4. The administrative Appeals Tribunal’s decision is legally unreasonable as it had failed to give proper and realistic consideration to my claims individually as to and regards to my fear of being persecuted and tortured in Fiji and failed to complete the exercise of its jurisdiction and thereby failed to review in accordance with section 425 of the Migration Act 1958. The decision is vitiated for and by jurisdictional error.”
[Errors in original.]
At the hearing, the applicant appeared in person. He was assisted by an interpreter in the Fijian language. The Minister was represented by a solicitor. The applicant was given the opportunity by orders made by a Registrar of the Court to file any amended application, evidence by way of affidavit and written submissions. He has not filed any further documents. The Minister filed written submissions on 7 August 2017.

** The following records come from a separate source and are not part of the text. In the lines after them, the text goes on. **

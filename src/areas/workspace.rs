use crate::areas::repository::REPOSITORY_DIR;
use crate::artifacts::objects::object_id::ObjectId;
use crate::errors::{Entity, Error, Result};
use sha1::{Digest, Sha1};
use std::io::Read;
use std::path::{Component, Path, PathBuf};
use walkdir::WalkDir;

const IGNORED_PATHS: [&str; 3] = [REPOSITORY_DIR, ".", ".."];

/// Size of the chunks file contents are hashed in
pub const HASH_CHUNK_SIZE: usize = 8192;

#[derive(Debug)]
pub struct Workspace {
    path: Box<Path>,
}

impl Workspace {
    pub fn new(path: Box<Path>) -> Self {
        Workspace { path }
    }

    pub fn path(&self) -> &Path {
        &self.path
    }

    /// Resolve a user-supplied path to a path relative to the work tree root
    ///
    /// Relative inputs are taken relative to the root. Fails with `NotFound`
    /// when the path does not exist or lies outside the work tree.
    pub fn relative_path(&self, path: &Path) -> Result<PathBuf> {
        let absolute_path = if path.is_absolute() {
            path.to_path_buf()
        } else {
            self.path.join(path)
        };

        let absolute_path = match absolute_path.canonicalize() {
            Ok(absolute_path) => absolute_path,
            Err(e) if e.kind() == std::io::ErrorKind::NotFound => {
                return Err(Error::not_found(Entity::Path, path.display()));
            }
            Err(e) => return Err(e.into()),
        };

        absolute_path
            .strip_prefix(&self.path)
            .map(PathBuf::from)
            .map_err(|_| Error::not_found(Entity::Path, path.display()))
    }

    /// Whether a relative path lies inside the repository directory
    pub fn is_internal(path: &Path) -> bool {
        path.components().any(|component| {
            if let Component::Normal(name) = component {
                IGNORED_PATHS.contains(&name.to_string_lossy().as_ref())
            } else {
                false
            }
        })
    }

    /// Regular files under `relative_path` (the whole tree when `None`)
    ///
    /// Paths are relative to the work tree root, sorted, and never include the
    /// repository directory. A file path lists just that file.
    pub fn list_files(&self, relative_path: Option<&Path>) -> Result<Vec<PathBuf>> {
        let root_file_path = match relative_path {
            Some(relative_path) => self.path.join(relative_path),
            None => self.path.to_path_buf(),
        };

        if !root_file_path.exists() {
            return Err(Error::not_found(Entity::Path, root_file_path.display()));
        }

        let mut files = Vec::new();
        let walker = WalkDir::new(&root_file_path)
            .sort_by_file_name()
            .into_iter()
            .filter_entry(|entry| entry.depth() == 0 || entry.file_name() != REPOSITORY_DIR);

        for entry in walker {
            let entry = entry?;
            if !entry.file_type().is_file() {
                continue;
            }

            if let Ok(relative) = entry.path().strip_prefix(&self.path)
                && !Self::is_internal(relative)
            {
                files.push(relative.to_path_buf());
            }
        }

        Ok(files)
    }

    /// SHA-1 of a file's raw bytes, read in fixed-size chunks
    pub fn hash_file(&self, relative_path: &Path) -> Result<ObjectId> {
        let file_path = self.path.join(relative_path);
        let mut file = match std::fs::File::open(&file_path) {
            Ok(file) => file,
            Err(e) if e.kind() == std::io::ErrorKind::NotFound => {
                return Err(Error::not_found(Entity::Path, relative_path.display()));
            }
            Err(e) => return Err(e.into()),
        };

        let mut hasher = Sha1::new();
        let mut buffer = [0u8; HASH_CHUNK_SIZE];
        loop {
            let read = file.read(&mut buffer)?;
            if read == 0 {
                break;
            }
            hasher.update(&buffer[..read]);
        }

        Ok(ObjectId::from_hasher(hasher))
    }
}

#[cfg(test)]
mod tests {
    use super::*;
    use assert_fs::TempDir;
    use assert_fs::prelude::*;
    use pretty_assertions::assert_eq;
    use rstest::{fixture, rstest};

    #[fixture]
    fn work_tree() -> TempDir {
        let dir = TempDir::new().expect("Failed to create temp dir");
        dir.child("a.txt").write_str("alpha").unwrap();
        dir.child("src/b.txt").write_str("beta").unwrap();
        dir.child(".twig/HEAD").write_str("ref: refs/heads/main\n").unwrap();
        dir
    }

    fn workspace(dir: &TempDir) -> Workspace {
        Workspace::new(dir.path().canonicalize().unwrap().into_boxed_path())
    }

    #[rstest]
    fn lists_files_without_repository_dir(work_tree: TempDir) {
        let files = workspace(&work_tree).list_files(None).unwrap();

        assert_eq!(
            files,
            vec![PathBuf::from("a.txt"), PathBuf::from("src/b.txt")]
        );
    }

    #[rstest]
    fn lists_a_single_directory(work_tree: TempDir) {
        let files = workspace(&work_tree)
            .list_files(Some(Path::new("src")))
            .unwrap();

        assert_eq!(files, vec![PathBuf::from("src/b.txt")]);
    }

    #[rstest]
    fn hashes_like_sha1_of_raw_bytes(work_tree: TempDir) {
        let large = "x".repeat(HASH_CHUNK_SIZE * 3 + 17);
        work_tree.child("large.bin").write_str(&large).unwrap();
        let workspace = workspace(&work_tree);

        assert_eq!(
            workspace.hash_file(Path::new("a.txt")).unwrap(),
            ObjectId::hash_bytes(b"alpha")
        );
        assert_eq!(
            workspace.hash_file(Path::new("large.bin")).unwrap(),
            ObjectId::hash_bytes(large.as_bytes())
        );
    }

    #[rstest]
    fn missing_path_is_not_found(work_tree: TempDir) {
        let result = workspace(&work_tree).relative_path(Path::new("nope.txt"));

        assert!(matches!(
            result,
            Err(Error::NotFound {
                what: Entity::Path,
                ..
            })
        ));
    }

    #[rstest]
    fn resolves_relative_and_root_paths(work_tree: TempDir) {
        let workspace = workspace(&work_tree);

        assert_eq!(
            workspace.relative_path(Path::new("src/b.txt")).unwrap(),
            PathBuf::from("src/b.txt")
        );
        assert_eq!(
            workspace.relative_path(Path::new(".")).unwrap(),
            PathBuf::new()
        );
    }
}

At the hearing, the applicant submitted, and with particular reference to ground three of his application to the Court, that the Tribunal did not understand his claims, and did not understand where “he was coming from”. He claimed that the Tribunal considered his claims too “broadly”, and was not concerned about “labourers”. The applicant submitted that those who suffered more in Fiji were not those at the “top level”. He also sought to explain the land dispute in 2008 (see further below).
Ground one alleges that the Tribunal denied the applicant procedural fairness because the Tribunal’s decision was unreasonable.
I will deal with procedural fairness in relation to ground three. For the remainder, the applicant has not explained how the Tribunal’s decision was unreasonable. The Tribunal’s findings were reasonably open to it on what was before it. At best, this is a complaint about the Tribunal’s findings. The applicant seeks to cavil with those findings and therefore seeks impermissible merits review. Ground one, in that regard, is not made out.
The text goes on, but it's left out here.